**RECORDS SHOWN**
Start of Block
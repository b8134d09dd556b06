mod cli;
mod compile;
mod dialects;
mod request_file;

pub fn run(args: Vec<String>) -> anyhow::Result<()> {
    let cmd = cli::parse_args(&args)?;
    match cmd {
        cli::Command::Help(topic) => {
            cli::print_help(topic);
            Ok(())
        }
        cli::Command::Compile(args) => compile::run(args),
        cli::Command::Dialects => {
            dialects::run();
            Ok(())
        }
    }
}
End of Block
**ACTIVITY**
Show every line in the entries above that contains the string "compile".

**REPLY**
mod compile;
        cli::Command::Compile(args) => compile::run(args),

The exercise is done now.